How to complete this task
Transcribe exactly the lines that fall between the one holding "to open central" and the one holding "let legacy = LegacyStore::open(&settings.legacy)", inclusive, from the entries below.

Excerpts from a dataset

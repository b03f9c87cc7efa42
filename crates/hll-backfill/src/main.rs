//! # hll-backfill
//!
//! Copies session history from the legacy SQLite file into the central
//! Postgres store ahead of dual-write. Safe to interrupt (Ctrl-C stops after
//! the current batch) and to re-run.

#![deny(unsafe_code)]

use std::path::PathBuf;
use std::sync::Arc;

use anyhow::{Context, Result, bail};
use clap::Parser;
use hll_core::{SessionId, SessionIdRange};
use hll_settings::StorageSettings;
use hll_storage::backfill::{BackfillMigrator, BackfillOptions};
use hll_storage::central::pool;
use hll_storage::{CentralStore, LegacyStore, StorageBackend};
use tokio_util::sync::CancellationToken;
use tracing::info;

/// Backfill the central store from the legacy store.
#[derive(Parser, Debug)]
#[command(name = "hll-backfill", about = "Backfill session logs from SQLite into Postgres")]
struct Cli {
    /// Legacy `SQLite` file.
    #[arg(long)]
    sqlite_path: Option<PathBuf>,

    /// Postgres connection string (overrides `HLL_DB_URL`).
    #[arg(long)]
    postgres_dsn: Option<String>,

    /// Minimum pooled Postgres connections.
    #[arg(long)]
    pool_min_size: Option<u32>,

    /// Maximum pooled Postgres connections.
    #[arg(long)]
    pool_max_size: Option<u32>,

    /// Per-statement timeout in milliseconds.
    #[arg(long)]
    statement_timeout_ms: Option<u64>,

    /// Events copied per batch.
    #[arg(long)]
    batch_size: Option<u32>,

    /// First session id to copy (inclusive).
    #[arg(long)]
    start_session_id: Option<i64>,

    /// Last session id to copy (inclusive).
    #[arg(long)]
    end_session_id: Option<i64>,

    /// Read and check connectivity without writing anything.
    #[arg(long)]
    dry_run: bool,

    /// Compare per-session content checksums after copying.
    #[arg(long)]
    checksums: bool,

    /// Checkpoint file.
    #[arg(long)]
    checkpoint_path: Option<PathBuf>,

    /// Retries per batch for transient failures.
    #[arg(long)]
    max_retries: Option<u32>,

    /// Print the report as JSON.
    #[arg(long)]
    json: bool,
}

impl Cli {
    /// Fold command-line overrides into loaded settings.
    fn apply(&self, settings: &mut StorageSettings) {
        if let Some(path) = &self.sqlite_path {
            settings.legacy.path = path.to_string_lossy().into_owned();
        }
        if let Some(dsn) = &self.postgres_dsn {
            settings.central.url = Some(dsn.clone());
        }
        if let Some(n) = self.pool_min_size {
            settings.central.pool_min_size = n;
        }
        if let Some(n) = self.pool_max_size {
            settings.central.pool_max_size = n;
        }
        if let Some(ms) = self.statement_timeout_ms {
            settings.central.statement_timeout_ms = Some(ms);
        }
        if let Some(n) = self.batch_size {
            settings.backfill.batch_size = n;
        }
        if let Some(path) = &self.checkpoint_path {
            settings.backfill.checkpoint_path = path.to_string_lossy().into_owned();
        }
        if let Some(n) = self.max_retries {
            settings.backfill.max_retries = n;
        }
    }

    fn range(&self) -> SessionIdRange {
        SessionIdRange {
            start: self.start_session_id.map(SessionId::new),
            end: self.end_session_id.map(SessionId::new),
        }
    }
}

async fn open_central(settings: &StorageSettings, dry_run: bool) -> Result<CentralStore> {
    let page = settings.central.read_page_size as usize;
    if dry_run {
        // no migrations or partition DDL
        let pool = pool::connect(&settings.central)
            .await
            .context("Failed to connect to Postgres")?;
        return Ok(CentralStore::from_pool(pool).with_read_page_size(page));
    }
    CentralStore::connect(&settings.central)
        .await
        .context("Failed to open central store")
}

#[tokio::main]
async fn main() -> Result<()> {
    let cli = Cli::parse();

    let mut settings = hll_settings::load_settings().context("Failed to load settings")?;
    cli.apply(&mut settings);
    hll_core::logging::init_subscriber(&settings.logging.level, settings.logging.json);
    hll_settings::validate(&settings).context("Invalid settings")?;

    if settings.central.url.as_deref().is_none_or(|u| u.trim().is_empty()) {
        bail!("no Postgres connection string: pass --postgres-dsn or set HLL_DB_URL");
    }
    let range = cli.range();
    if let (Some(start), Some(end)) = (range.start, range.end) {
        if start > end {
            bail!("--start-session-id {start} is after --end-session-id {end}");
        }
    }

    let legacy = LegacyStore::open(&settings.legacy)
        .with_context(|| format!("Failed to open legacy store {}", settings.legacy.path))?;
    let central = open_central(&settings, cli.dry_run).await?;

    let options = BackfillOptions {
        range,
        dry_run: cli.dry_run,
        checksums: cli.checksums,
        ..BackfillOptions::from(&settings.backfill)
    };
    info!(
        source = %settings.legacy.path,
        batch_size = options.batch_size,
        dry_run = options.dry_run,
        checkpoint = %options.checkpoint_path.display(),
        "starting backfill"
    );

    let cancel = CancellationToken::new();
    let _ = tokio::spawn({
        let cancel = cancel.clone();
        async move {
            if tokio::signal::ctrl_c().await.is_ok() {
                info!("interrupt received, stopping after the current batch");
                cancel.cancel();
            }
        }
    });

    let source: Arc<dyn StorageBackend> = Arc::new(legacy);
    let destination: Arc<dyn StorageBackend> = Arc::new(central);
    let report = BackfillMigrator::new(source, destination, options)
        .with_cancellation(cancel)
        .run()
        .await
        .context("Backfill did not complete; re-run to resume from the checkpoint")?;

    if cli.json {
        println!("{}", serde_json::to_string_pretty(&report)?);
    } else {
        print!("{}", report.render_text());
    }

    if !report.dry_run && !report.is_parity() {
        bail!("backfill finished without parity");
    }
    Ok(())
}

Task answer
        .context("Failed to open central store")
}

#[tokio::main]
async fn main() -> Result<()> {
    let cli = Cli::parse();

    let mut settings = hll_settings::load_settings().context("Failed to load settings")?;
    cli.apply(&mut settings);
    hll_core::logging::init_subscriber(&settings.logging.level, settings.logging.json);
    hll_settings::validate(&settings).context("Invalid settings")?;

    if settings.central.url.as_deref().is_none_or(|u| u.trim().is_empty()) {
        bail!("no Postgres connection string: pass --postgres-dsn or set HLL_DB_URL");
    }
    let range = cli.range();
    if let (Some(start), Some(end)) = (range.start, range.end) {
        if start > end {
            bail!("--start-session-id {start} is after --end-session-id {end}");
        }
    }

    let legacy = LegacyStore::open(&settings.legacy)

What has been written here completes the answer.